After genomic functional annotation for the unique disease genes and their directly interacted genes by application of GO, the optimal GO terms were obtained by pairwise comparison judgment means using the mRMR method. The top 20 optimal GO terms are displayed in Tables 1 –3. The genes contained in these GO terms (type A genes) were identified as candidate genes for the pairwise comparison among the three subtypes (Supplementary Table S3). In accordance with the gene expression data from GSE21687 (ependymoma), GSE68848 (astrocytoma), and GSE68848 (oligodendroglioma), DEG screening was performed using adj.p.Val <0.05 and |log fold change (logFC)| >1 as the thresholds. The DEGs (type B genes) by pairwise comparison among the three glioma subtypes are depicted in Supplementary Table S4.
Top Twenty Optimal Gene Ontology Terms Between Ependymoma and Oligodendroglioma
GO, Gene Ontology.
Top Twenty Optimal Gene Ontology Terms Between Astrocytoma and Oligodendroglioma
Top Twenty Optimal Gene Ontology Terms Between Astrocytoma and Ependymoma
Gene co-expression network analysis
Based on the gene expression data from GSE21687 (ependymoma), GSE68848 (astrocytoma), and GSE68848 (oligodendroglioma), pairwise comparison of gene co-expression in relation to the glioma subtypes was performed. Genes with differential gene expression correlations (type C genes) between two subtypes were identified using the DGCA package in R language (Supplementary Table S5), while the genes with different functional modules (type D genes) were determined in connection with the MEGENA software (Supplementary Table S6). Owing to the fact that fewer DEGs were observed between astrocytoma and oligodendroglioma, it was considerably problematic to conduct a full analysis on the co-expression changes between genes. Hence, there were no type C and type D genes in astrocytoma and oligodendroglioma.
The key genes
Type A–D genes were compared among the different subtypes of gliomas. There were six common genes detected between astrocytoma and ependymoma: DISCI, DSCAM, FBXO4, PCDHB1, POU4F2, and SEMA7A (Fig. 2A); seven common genes between astrocytoma and oligodendroglioma: AIFI, CD74, LTC4 S, P2RT12, PRKCD, TREM2, and VCAM1 (Fig. 2B); and three common genes between ependymoma and oligodendroglioma: BID, DISC1, and OTX1 (Fig. 2C).

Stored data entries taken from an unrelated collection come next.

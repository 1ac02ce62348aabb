//! # Transaction Module
//!
//! Construction, wire encoding, signing and verification of Ark core
//! transactions. Every transfer, vote and registration is a [`Transaction`]
//! whose type is fixed by its [`Asset`] variant.
//!
//! ## Architecture
//!
//! ```text
//! types.rs        — TransactionType, Asset and the per-type payload structs
//! codec.rs        — packed little-endian wire format, both directions
//! builder.rs      — Transaction, TransactionBuilder and the build_* helpers
//! signing.rs      — primary, second and multi-signature signing
//! verification.rs — signature checks for each slot
//! error.rs        — TransactionError with the failing codec Stage
//! ```
//!
//! ## Transaction Lifecycle
//!
//! 1. **Build**: [`TransactionBuilder`] assembles an unsigned draft.
//! 2. **Sign**: [`sign_transaction`], then optionally
//!    [`second_sign_transaction`] or [`multi_sign_transaction`]. The
//!    `build_*` functions do both steps from passphrases.
//! 3. **Encode**: [`Transaction::to_bytes`] / [`Transaction::to_hex`].
//! 4. **Verify**: [`verify_transaction`] and friends on the receiving side.
//!
//! ## Design Decisions
//!
//! - The id is `sha256` of the full wire bytes, computed lazily and cached.
//! - All amounts are `u64` in the smallest denomination.
//! - Resignation and HTLC types are recognised but their payloads are not
//!   implemented; both directions of the codec report
//!   [`TransactionError::UnsupportedVariant`] for them.

pub mod builder;
pub mod codec;
pub mod error;
pub mod signing;
pub mod types;
pub mod verification;

pub use builder::{
    build_delegate_registration, build_ipfs, build_multi_payment,
    build_multi_signature_registration, build_second_signature_registration, build_transfer,
    build_vote, Transaction, TransactionBuilder,
};
pub use codec::{deserialize, deserialize_hex, serialize, serialize_hex, serialize_unsigned};
pub use error::{SignatureSlot, Stage, TransactionError};
pub use signing::{multi_sign_transaction, second_sign_transaction, sign_transaction};
pub use types::{
    Asset, DelegateAsset, MultiSignatureAsset, Multihash, Payment, SecondSignatureAsset,
    TransactionType, TransferAsset, Vote, VoteSign,
};
pub use verification::{verify_multi_signatures, verify_second_signature, verify_transaction};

Difference between different glioma subtypes on a genetic level. Among type (A–C) genes, there were six common genes between astrocytoma and ependymoma
Expression levels of DISC1 and TREM2 in the three glioma subtypes before cell transfection
Previous literature has revealed there to be an association between DISC1 and a host of mental disorders, including schizophrenia, while TREM2 has been linked with the occurrence of Alzheimer's disease, and other neurodegenerative disorders such as Parkinson's disease. However, the differences of the two genes in relation to the subtypes of gliomas (astrocytoma, ependymoma, and oligodendroglioma) are yet to be reported on. In comparison to ependymoma, DISC1 expression was elevated in astrocytoma (Fig. 3A) and oligodendroglioma (Fig. 3B); TREM2 expression was upregulated in astrocytoma, while exhibiting a downregulated level in oligodendroglioma (Fig. 3C).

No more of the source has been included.